Coding Practice

Overview

The Coding Practice feature provides LeetCode and StrataScratch-style Data Science coding challenges. Practice SQL and Pandas problems with realistic datasets, get instant AI evaluation, and learn from model answers in both languages.

Getting Started

Select Difficulty Level

Choose from Easy, Medium, or Hard problems.

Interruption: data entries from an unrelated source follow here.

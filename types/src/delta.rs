//! Frequency delta types.
//!
//! A [`DeltaSequence`] is non-empty by construction, so every consumer can
//! rely on at least one step per pass.

use std::fmt;
use std::ops::Deref;

use serde::{Deserialize, Serialize};
use thiserror::Error;

#[derive(Debug, Clone, Copy, PartialEq, Eq, Error)]
#[error("delta sequence must contain at least one change")]
pub struct EmptySequenceError;

/// Ordered, immutable list of signed frequency changes applied once per pass.
#[derive(Debug, Clone, PartialEq, Eq, Serialize, Deserialize)]
#[serde(try_from = "Vec<i64>", into = "Vec<i64>")]
pub struct DeltaSequence(Vec<i64>);

impl DeltaSequence {
    pub fn new(deltas: impl Into<Vec<i64>>) -> Result<Self, EmptySequenceError> {
        let deltas = deltas.into();
        if deltas.is_empty() {
            Err(EmptySequenceError)
        } else {
            Ok(Self(deltas))
        }
    }

    /// Number of steps in one pass. Never zero.
    #[must_use]
    pub fn pass_len(&self) -> usize {
        self.0.len()
    }

    #[must_use]
    pub fn as_slice(&self) -> &[i64] {
        &self.0
    }

    #[must_use]
    pub fn into_inner(self) -> Vec<i64> {
        self.0
    }
}

impl TryFrom<Vec<i64>> for DeltaSequence {
    type Error = EmptySequenceError;

    fn try_from(value: Vec<i64>) -> Result<Self, Self::Error> {
        Self::new(value)
    }
}

impl TryFrom<&[i64]> for DeltaSequence {
    type Error = EmptySequenceError;

    fn try_from(value: &[i64]) -> Result<Self, Self::Error> {
        Self::new(value.to_vec())
    }
}

impl From<DeltaSequence> for Vec<i64> {
    fn from(value: DeltaSequence) -> Self {
        value.0
    }
}

impl Deref for DeltaSequence {
    type Target = [i64];

    fn deref(&self) -> &Self::Target {
        self.as_slice()
    }
}

/// A running-sum value together with the step at which it was reached for the
/// second time.
///
/// `step` counts applied deltas across passes: step 0 is the starting zero,
/// step `N` is the first value of the second pass.
#[derive(Debug, Clone, Copy, PartialEq, Eq, Hash)]
pub struct Occurrence {
    pub value: i64,
    pub step: u64,
}

impl fmt::Display for Occurrence {
    fn fmt(&self, f: &mut fmt::Formatter<'_>) -> fmt::Result {
        write!(f, "{} (step {})", self.value, self.step)
    }
}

Start with Easy to build fundamentals before tackling harder challenges.

Pick Question Count

Generate 1-5 problems per practice session. For focused learning, stick to 2-3 problems at a time.

Read Problem Statement

Each problem includes:

Clear business problem description
Table schemas with column names and types
Sample data (4-5 rows per table)
Expected output columns

Choose Your Language

Solve using either SQL or Python (Pandas). You can switch languages and compare approaches.

Submit Solution

Write your code in the editor and submit. The AI evaluates against multiple test cases and provides detailed feedback.

Question Generation

Problems are dynamically generated by AI to ensure variety:

# Source: backend/coding_engine.py:32
generate_coding_questions(question_count=3, difficulty="medium")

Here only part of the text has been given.